Diuretics: These drugs help eliminate the extra water and salt that causes swelling of the ankles, and shortness of breath. Some diuretics (furosemide, torsemide, metolazone) may cause excess loss of potassium. Other diuretics (spironolactone, triamterene) may cause your body to retain potassium. Spironolactone (Aldactone) may be helpful in avoiding serious complications of heart failure.

Digoxin: This agent helps improve symptoms of CHF and helps avoid rapid heart rhythms.

Potassium: This is sometimes required to replace the potassium that is lost from the body during diuretic therapy. Since some drugs (ace inhibitors, angiotensin receptor blockers, and some diuretics) cause the body to retain potassium, not all patients require potassium supplements. Occasional blood tests are required to determine if you will need potassium.

Oxygen: Many people with congestive heart failure ask for oxygen at home, to use during periods of increased shortness of breath. If increased shortness of breath occurs with CHF, using oxygen at home may delay you from seeking proper attention in a timely fashion. This delay in making appropriate changes in diet and drug therapy may allow the CHF to become more severe, and more difficult to correct. Oxygen should be reserved for those cases when there is underlying lung disease, such as emphysema.

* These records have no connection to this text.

#[cfg(test)]
mod tests {
    use super::*;
    use tokio::time::timeout;

    fn test_creds() -> Credentials {
        Credentials::new("ABCDEFGHIJKLMNOPQRST", b"resilience-key".to_vec(), "dev")
    }

    /// Connector that hands the server half of each pair to the test.
    fn pair_connector() -> (Connector, mpsc::UnboundedReceiver<Transport>) {
        let (server_tx, server_rx) = mpsc::unbounded_channel();
        let connector: Connector = Arc::new(move || {
            let server_tx = server_tx.clone();
            Box::pin(async move {
                let (client, server) = Transport::pair();
                let _ = server_tx.send(server);
                Ok(client)
            })
        });
        (connector, server_rx)
    }

    async fn expect_auth(server: &mut Transport) {
        match server.recv().await {
            Some(TransportEvent::Message(bytes)) => {
                let req: Request = serde_json::from_slice(&bytes).unwrap();
                assert!(matches!(req, Request::Auth { .. }));
            }
            other => panic!("expected auth envelope, got {:?}", other),
        }
    }

    #[tokio::test]
    async fn test_connect_sends_auth_envelope() {
        let (connector, mut servers) = pair_connector();
        let (_conn, _events) =
            ResilientConnection::connect_with(connector, test_creds(), ResilienceConfig::for_testing())
                .await
                .unwrap();
        let mut server = servers.recv().await.unwrap();
        expect_auth(&mut server).await;
    }

    #[tokio::test]
    async fn test_write_reaches_server() {
        let (connector, mut servers) = pair_connector();
        let (conn, _events) =
            ResilientConnection::connect_with(connector, test_creds(), ResilienceConfig::for_testing())
                .await
                .unwrap();
        let mut server = servers.recv().await.unwrap();
        expect_auth(&mut server).await;

        conn.write(Request::Tail {
            table: "todos".to_string(),
            since: 3,
        });

        match server.recv().await {
            Some(TransportEvent::Message(bytes)) => {
                let req: Request = serde_json::from_slice(&bytes).unwrap();
                assert_eq!(
                    req,
                    Request::Tail {
                        table: "todos".to_string(),
                        since: 3
                    }
                );
            }
            other => panic!("expected tail envelope, got {:?}", other),
        }
    }

    #[tokio::test]
    async fn test_incoming_message_surfaces_as_event() {
        let (connector, mut servers) = pair_connector();
        let (_conn, mut events) =
            ResilientConnection::connect_with(connector, test_creds(), ResilienceConfig::for_testing())
                .await
                .unwrap();
        let mut server = servers.recv().await.unwrap();
        expect_auth(&mut server).await;

        let response = Response::Pipe {
            data: "1,\"milk\"\n".to_string(),
        };
        server.send(serde_json::to_vec(&response).unwrap()).unwrap();

        assert_eq!(
            events.recv().await,
            Some(ResilientEvent::Message(response))
        );
    }

    #[tokio::test]
    async fn test_stall_triggers_reconnect() {
        let (connector, mut servers) = pair_connector();
        let (conn, mut events) =
            ResilientConnection::connect_with(connector, test_creds(), ResilienceConfig::for_testing())
                .await
                .unwrap();
        let mut server1 = servers.recv().await.unwrap();
        expect_auth(&mut server1).await;

        // Expect a reply that never arrives. The failure deadline (100ms in
        // the testing preset) fires, the socket is torn down, and after the
        // backoff a fresh carrier appears with a fresh auth envelope.
        conn.expecting_data();

        let mut server2 = timeout(Duration::from_secs(2), servers.recv())
            .await
            .expect("reconnect within deadline")
            .unwrap();
        expect_auth(&mut server2).await;

        let event = timeout(Duration::from_secs(1), events.recv())
            .await
            .expect("reconnected event")
            .unwrap();
        assert_eq!(event, ResilientEvent::Reconnected);
    }

    #[tokio::test]
    async fn test_message_disarms_failure_deadline() {
        let (connector, mut servers) = pair_connector();
        let (conn, mut events) =
            ResilientConnection::connect_with(connector, test_creds(), ResilienceConfig::for_testing())
                .await
                .unwrap();
        let mut server = servers.recv().await.unwrap();
        expect_auth(&mut server).await;

        conn.expecting_data();
        server
            .send(serde_json::to_vec(&Response::Pipe { data: "ok".into() }).unwrap())
            .unwrap();
        assert!(matches!(
            events.recv().await,
            Some(ResilientEvent::Message(_))
        ));

        // The deadline was disarmed: no second carrier within the window.
        assert!(
            timeout(Duration::from_millis(300), servers.recv())
                .await
                .is_err(),
            "unexpected reconnect after activity"
        );
    }

    #[tokio::test]
    async fn test_close_triggers_single_reconnect() {
        let (connector, mut servers) = pair_connector();
        let (_conn, mut events) =
            ResilientConnection::connect_with(connector, test_creds(), ResilienceConfig::for_testing())
                .await
                .unwrap();
        let mut server1 = servers.recv().await.unwrap();
        expect_auth(&mut server1).await;

        drop(server1); // carrier close

        let mut server2 = timeout(Duration::from_secs(2), servers.recv())
            .await
            .expect("reconnect within deadline")
            .unwrap();
        expect_auth(&mut server2).await;
        assert_eq!(events.recv().await, Some(ResilientEvent::Reconnected));

        // Debounced: exactly one reconnect for the one failure.
        assert!(
            timeout(Duration::from_millis(300), servers.recv())
                .await
                .is_err(),
            "second reconnect without a second failure"
        );
    }

    #[tokio::test]
    async fn test_write_while_disconnected_drops_silently() {
        let (connector, mut servers) = pair_connector();
        let (conn, _events) =
            ResilientConnection::connect_with(connector, test_creds(), ResilienceConfig::for_testing())
                .await
                .unwrap();
        let mut server1 = servers.recv().await.unwrap();
        expect_auth(&mut server1).await;
        drop(server1);

        // Carrier is down; the write must not error or panic.
        conn.write(Request::Pipe {
            data: "lost".to_string(),
        });

        // The replacement carrier sees only the fresh auth envelope.
        let mut server2 = timeout(Duration::from_secs(2), servers.recv())
            .await
            .expect("reconnect")
            .unwrap();
        expect_auth(&mut server2).await;
        assert!(
            timeout(Duration::from_millis(200), server2.recv())
                .await
                .is_err(),
            "dropped write leaked through"
        );
    }

    #[tokio::test]
    async fn test_shutdown_stops_reconnecting() {
        let (connector, mut servers) = pair_connector();
        let (conn, _events) =
            ResilientConnection::connect_with(connector, test_creds(), ResilienceConfig::for_testing())
                .await
                .unwrap();
        let mut server1 = servers.recv().await.unwrap();
        expect_auth(&mut server1).await;

        conn.shutdown();
        drop(server1);

        assert!(
            timeout(Duration::from_millis(300), servers.recv())
                .await
                .is_err(),
            "reconnect after shutdown"
        );
    }
}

CHF OUTPATIENT INFUSION CLINIC: Patients with symptoms of advanced heart failure, or those requiring frequent hospital admissions may be enrolled in the CHF outpatient clinic. Here, patients receive supervised infusions (intravenous medications) with dobutamine, milrinone, or nesiritide (Natrecor). They are carefully monitored by a Nurse Clinician under the direction of your physician. Infusions typically take 3-4 hours and are scheduled once or twice a week. Patients in the CHF clinic can expect improvement of symptoms and less frequent hospital admission.